Right -- which is a good reason for NOT using readmem() at that point
in time.  I can also envision a scenario where readmem() may inadvertently
"work" (i.e. depending upon where phys_base really is), and then return 
something bogus from an unintended location.
 
> As far as kdump case is concerned, readmem() at this point just works
> for any address in kernel image.
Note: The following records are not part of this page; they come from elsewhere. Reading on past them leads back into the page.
pub mod coordinator;
pub mod finalizer;
pub mod sweeper;
pub mod timer;

pub use coordinator::{LockCoordinator, LockOutcome};
pub use finalizer::BookingFinalizer;
pub use sweeper::ExpirySweeper;
pub use timer::{reconcile_session, HoldSession};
This is my intentional use of this function.

I understand, but you're subverting the subsequent dumpfile-specific
calls later in the function.  It is precisely *their* responsibility
to return the value of phys_offset.
 
> >   crash> set debug 4
> >   debug: 4
> >   crash> rd memstart_addr
> >   <addr: fffffc0008d70bb0 count: 1 flag: 490 (KVADDR)>
> >   <readmem: fffffc0008d70bb0, KVADDR, "64-bit KVADDR", 8, (FOE),
> >   3ffcbfbfc28>
> >   <read_memory_device: addr: fffffc0008d70bb0 paddr: 4000d70bb0 cnt: 8>
> >   fffffc0008d70bb0:  0000004000000000                    .... at ...
> >   crash>
> > 
> > So without kimage_voffset, that readmem(), how would that readmem()
> > possibly work?
> > You need the *contents* of memstart_addr in order to *read* memstart_addr.
> > 
> > Now, if it kimage_voffset were passed into the vmcore, then I guess you
> > could
> > read it.  But why do it that way?  That's what diskdump_get_phys_base() and
> > kdump_get_phys_base() are supposed to do.
> 
> Because I believe that this is the *common* place to do it either for
> diskdump, or kdump ( or even a live system if we know kimage_voffset.)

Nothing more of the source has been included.